Dalam gugatannya, koalisi meminta agar pileg mulai dari DPRD, DPD, DPR, dan pilpres harus dilakukan secara serentak. Sehingga pemilu yang selama ini dilakukan 2 kali pencoblosan disatukan menjadi 1 kali pencoblosan.
MK punya sejumlah alasan untuk membuat keputusan itu. Pelaksanaan Pilpres setelah Pileg dinilai tidak mampu menjadi alat transformasi perubahan sosial ke arah yang dikehendaki.

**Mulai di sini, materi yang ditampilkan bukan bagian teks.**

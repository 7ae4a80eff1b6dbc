//! Command descriptor support shared by every tool.
//!
//! Commands are plain `clap` parsers; each embeds [`UniversalFlags`] through
//! `#[command(flatten)]`, so the universal flags travel by composition
//! rather than through an inheritance hierarchy. The executor only ever
//! reads the two universal flags; everything else on a command belongs to
//! the tool that declared it.

use clap::{Args, Parser};

/// Universal flags understood by every tool.
///
/// clap's built-in help and version handling is disabled so the executor can
/// intercept both flags itself before any tool-specific logic runs.
#[derive(Args, Debug, Clone, Copy, Default)]
#[command(disable_help_flag = true, disable_version_flag = true)]
pub struct UniversalFlags {
    /// Prints usage and exits.
    #[arg(short = 'h', long = "help")]
    pub help: bool,
    /// Prints version and exits.
    #[arg(short = 'v', long = "version")]
    pub version: bool,
}

impl UniversalFlags {
    /// True when either universal flag was supplied.
    #[must_use]
    pub const fn any(self) -> bool {
        self.help || self.version
    }
}

/// Parsed command-line arguments for a tool.
///
/// Implementations derive [`clap::Parser`] and flatten [`UniversalFlags`]:
///
/// ```
/// use clap::Parser;
/// use toolhost::{ToolCommand, UniversalFlags};
///
/// #[derive(Parser, Debug)]
/// struct GreetCommand {
///     /// Name to greet.
///     #[arg(short = 'n', long = "name")]
///     name: String,
///     #[command(flatten)]
///     flags: UniversalFlags,
/// }
///
/// impl ToolCommand for GreetCommand {
///     fn universal_flags(&self) -> UniversalFlags {
///         self.flags
///     }
/// }
/// ```
pub trait ToolCommand: Parser {
    /// The universal flags parsed from the argument vector.
    fn universal_flags(&self) -> UniversalFlags;
}
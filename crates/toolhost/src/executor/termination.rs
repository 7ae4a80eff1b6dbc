//! Host termination notification.
//!
//! The executor registers one termination hook per invocation. Its listener
//! blocks on a dedicated thread until the host requests termination, runs
//! the guarded shutdown, and then resumes the default behaviour for the
//! delivered signal so the hook never interferes with process exit. After a
//! normal completion the listener stays armed; being an ordinary thread it
//! cannot keep the process alive, so the registration is moot once the
//! embedding `main` returns.

use signal_hook::consts::signal::{SIGHUP, SIGINT, SIGQUIT, SIGTERM};
use signal_hook::iterator::Signals;
use signal_hook::low_level;
use tracing::warn;

use super::EXECUTOR_TARGET;
use super::errors::ExecutorError;

/// Signals treated as termination requests.
const TERMINATION_SIGNALS: [i32; 4] = [SIGTERM, SIGINT, SIGQUIT, SIGHUP];

/// Registers a termination hook with the host process.
pub trait TerminationHook {
    /// The blocking listener produced by a successful installation.
    type Listener: TerminationListener;

    /// Registers the hook and returns its listener.
    ///
    /// # Errors
    ///
    /// Returns [`ExecutorError::TerminationHandler`] when the host refuses
    /// the registration.
    fn install(self) -> Result<Self::Listener, ExecutorError>;
}

/// Blocking side of a registered termination hook.
///
/// The shutdown run between [`wait`](TerminationListener::wait) and
/// [`resume`](TerminationListener::resume) has no timeout; a hanging
/// `shutdown()` can delay process exit indefinitely.
pub trait TerminationListener: Send + 'static {
    /// Blocks until the host delivers a termination request. Returns `None`
    /// when the source is exhausted without one.
    fn wait(&mut self) -> Option<i32>;

    /// Hands control back to the host's default termination behaviour for
    /// `signal` once the guarded shutdown has run.
    fn resume(self, signal: i32);
}

/// Production hook listening for [`TERMINATION_SIGNALS`].
#[derive(Debug, Clone, Copy, Default)]
pub struct SystemTermination;

impl SystemTermination {
    /// Builds the production termination hook.
    #[must_use]
    pub const fn new() -> Self {
        Self
    }
}

impl TerminationHook for SystemTermination {
    type Listener = SystemTerminationListener;

    fn install(self) -> Result<Self::Listener, ExecutorError> {
        let signals = Signals::new(TERMINATION_SIGNALS)
            .map_err(|source| ExecutorError::TerminationHandler { source })?;
        Ok(SystemTerminationListener { signals })
    }
}

/// Listener over the process signal stream.
#[derive(Debug)]
pub struct SystemTerminationListener {
    signals: Signals,
}

impl TerminationListener for SystemTerminationListener {
    fn wait(&mut self) -> Option<i32> {
        self.signals.forever().next()
    }

    fn resume(self, signal: i32) {
        // Re-raise the default disposition so the process still dies from
        // the signal the host sent.
        if let Err(resume_error) = low_level::emulate_default_handler(signal) {
            warn!(
                target: EXECUTOR_TARGET,
                signal,
                error = %resume_error,
                "could not resume default termination behaviour"
            );
        }
    }
}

"Hasil dari pelaksanaan Pilpres setelah Pemilu Anggota Lembaga Perwakilan tidak juga memperkuat sistem presidensial yang hendak dibangun berdasarkan konstitusi," kata Hakim Ahmad Fadlil Sumadi saat membaca putusan di Gedung MK.
Menurut MK, pelaksanaan pemilihan yang tidak serentak membuat pengawasan maupun checks and balances antara DPR dan Presiden tidak berjalan dengan baik. Sebab pasangan calon presiden dan wakil presiden kerap menciptakan koalisi taktis yang bersifat sesaat dengan partai-partai politik.
"Sehingga tidak melahirkan koalisi jangka panjang yang dapat melahirkan penyederhanaan partai politik secara alamiah. Dalam praktiknya, model koalisi yang dibangun antara partai politik dan/atau dengan pasangan calon presiden/wakil presiden justru tidak memperkuat sistem pemerintahan presidensial," tutur Fadlil.
Pengusulan pasangan calon presiden dan wakil presiden oleh gabungan partai politik tidak lantas membentuk koalisi permanen dari partai politik atau gabungan partai politik yang kemudian menyederhanakan sistem kepartaian. Karena itu, proses demikian tidak memberi penguatan atas sistem pemerintahan yang dikehendaki oleh konstitusi.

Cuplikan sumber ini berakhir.